Collected data entries:
Content starts

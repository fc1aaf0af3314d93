//! Long profile: terrace treads against distance upstream, over the channel.
use anyhow::{Context, Result};
use image::RgbImage;
use plotters::coord::Shift;
use plotters::prelude::*;

use terrace_core::pipeline::LongProfileData;

use super::{draw_colour_bar, draw_to_image, font, padded, rgb, ColourBar};
use crate::colour::discrete_rainbow;
use crate::figure::RenderConfig;

/// Share of the figure width given to the axes; the rest holds the colour bar.
const PLOT_FRACTION: f64 = 0.84;

pub fn render_long_profile(data: &LongProfileData, cfg: &RenderConfig) -> Result<RgbImage> {
    draw_to_image(cfg.profile_size_px(), |root| draw_long_profile(root, data, cfg))
}

type Extent = ((f64, f64), (f64, f64));

/// Extent of the terrace profiles joined with the channel's.
fn combined_extent(data: &LongProfileData) -> Option<Extent> {
    let join = |((a0, a1), (b0, b1)): Extent, ((c0, c1), (d0, d1)): Extent| {
        ((a0.min(c0), a1.max(c1)), (b0.min(d0), b1.max(d1)))
    };
    match (data.profiles.extent(), data.channel.extent()) {
        (Some(t), Some(c)) => Some(join(t, c)),
        (t, c) => t.or(c),
    }
}

pub fn draw_long_profile<DB>(
    root: DrawingArea<DB, Shift>,
    data: &LongProfileData,
    cfg: &RenderConfig,
) -> Result<()>
where
    DB: DrawingBackend,
    DB::ErrorType: 'static,
{
    root.fill(&WHITE)?;
    let ((x_lo, x_hi), (z_lo, z_hi)) =
        combined_extent(data).context("long profile has no finite points")?;

    let (w, _) = root.dim_in_pixel();
    let (plot_area, bar_area) = root.split_horizontally((w as f64 * PLOT_FRACTION) as u32);

    let label_px = (cfg.font_px() * 2.5) as u32;
    let mut chart = ChartBuilder::on(&plot_area)
        .margin((cfg.font_px() * 0.5) as u32)
        .set_label_area_size(LabelAreaPosition::Left, label_px * 2)
        .set_label_area_size(LabelAreaPosition::Bottom, label_px)
        .build_cartesian_2d(padded(x_lo, x_hi), padded(z_lo, z_hi))?;

    chart
        .configure_mesh()
        .disable_mesh()
        .x_desc("Distance upstream (m)")
        .y_desc("Elevation (m)")
        .x_label_formatter(&|v| format!("{v:.0}"))
        .y_label_formatter(&|v| format!("{v:.0}"))
        .label_style(font(cfg, 0.8))
        .axis_desc_style(font(cfg, 1.0))
        .draw()?;

    let colours = discrete_rainbow(data.profiles.len());
    let radius = cfg.pt_to_px(1.0).round().max(1.0) as u32;
    for (profile, colour) in data.profiles.profiles.iter().zip(&colours) {
        let colour = rgb(*colour);
        chart.draw_series(
            profile
                .distance
                .iter()
                .zip(&profile.elevation)
                .map(|(&x, &z)| Circle::new((x, z), radius, colour.filled())),
        )?;
    }

    if !data.channel.is_empty() {
        let line_width = cfg.pt_to_px(2.0).round() as u32;
        chart.draw_series(LineSeries::new(data.channel.points(), BLACK.stroke_width(line_width)))?;
    }

    let bar = ColourBar::Discrete {
        labels: data.profiles.ids().iter().map(|id| id.to_string()).collect(),
        colours,
        title: "Terrace ID".to_string(),
    };
    draw_colour_bar(&bar_area, &bar, cfg)?;

    root.present()?;
    Ok(())
}

#[cfg(test)]
mod tests {
    use super::*;
    use std::collections::BTreeMap;
    use terrace_core::profile::{ChannelProfile, ProfileSet, TerraceProfile};

    fn sample() -> LongProfileData {
        let profile = |id: i64, z0: f64| TerraceProfile {
            terrace_id: id,
            distance: vec![0.0, 100.0, 200.0, 300.0],
            elevation: vec![z0, z0 + 1.0, z0 + 2.0, z0 + 3.0],
        };
        LongProfileData {
            channel: ChannelProfile {
                distance: vec![0.0, 150.0, 300.0],
                elevation: vec![90.0, 91.5, 93.0],
            },
            profiles: ProfileSet {
                profiles: vec![profile(2, 95.0), profile(7, 100.0)],
                rejected: Vec::new(),
            },
            excluded_by_size: BTreeMap::new(),
        }
    }

    #[test]
    fn extent_covers_terraces_and_channel() {
        let ((x0, x1), (z0, z1)) = combined_extent(&sample()).unwrap();
        assert_eq!((x0, x1), (0.0, 300.0));
        assert_eq!((z0, z1), (90.0, 103.0));
    }

    #[test]
    fn extent_without_channel_is_the_terraces() {
        let mut data = sample();
        data.channel = ChannelProfile::default();
        assert_eq!(combined_extent(&data), Some(((0.0, 300.0), (95.0, 103.0))));
    }

    #[test]
    fn axis_titles_and_bar_labels_are_drawn() {
        let cfg = RenderConfig::default();
        let img = render_long_profile(&sample(), &cfg).unwrap();
        let (w, h) = img.dimensions();
        let ink = |xs: std::ops::Range<u32>, ys: std::ops::Range<u32>| {
            ys.flat_map(|y| xs.clone().map(move |x| (x, y)))
                .filter(|&(x, y)| img.get_pixel(x, y).0 != [255, 255, 255])
                .count()
        };
        // Left edge holds the rotated "Elevation (m)" title.
        assert!(ink(0..w / 10, h / 4..3 * h / 4) > 0);
        // Bar label column, right of the swatches.
        let bar_x0 = (w as f64 * PLOT_FRACTION) as u32;
        let label_x = bar_x0 + (w - bar_x0) * 3 / 10 + 2;
        assert!(ink(label_x..w, h / 10..h - h / 10) > 0);
    }

    #[test]
    fn renders_at_profile_size() {
        let cfg = RenderConfig::default();
        let img = render_long_profile(&sample(), &cfg).unwrap();
        assert_eq!(img.dimensions(), cfg.profile_size_px());
        // Something other than background was drawn.
        assert!(img.pixels().any(|p| p.0 != [255, 255, 255]));
    }

    #[test]
    fn empty_data_is_an_error() {
        let data = LongProfileData {
            channel: ChannelProfile::default(),
            profiles: ProfileSet::default(),
            excluded_by_size: BTreeMap::new(),
        };
        assert!(render_long_profile(&data, &RenderConfig::default()).is_err());
    }
}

Content ends

Task to carry out: The lines running from the start of the data through the one that contains "with the channel's." should be reproduced exactly, and only those.

Exercise answer:
repository fc1aaf0af3314d93
//! Long profile: terrace treads against distance upstream, over the channel.
use anyhow::{Context, Result};
use image::RgbImage;
use plotters::coord::Shift;
use plotters::prelude::*;

use terrace_core::pipeline::LongProfileData;

use super::{draw_colour_bar, draw_to_image, font, padded, rgb, ColourBar};
use crate::colour::discrete_rainbow;
use crate::figure::RenderConfig;

/// Share of the figure width given to the axes; the rest holds the colour bar.
const PLOT_FRACTION: f64 = 0.84;

pub fn render_long_profile(data: &LongProfileData, cfg: &RenderConfig) -> Result<RgbImage> {
    draw_to_image(cfg.profile_size_px(), |root| draw_long_profile(root, data, cfg))
}

type Extent = ((f64, f64), (f64, f64));

/// Extent of the terrace profiles joined with the channel's.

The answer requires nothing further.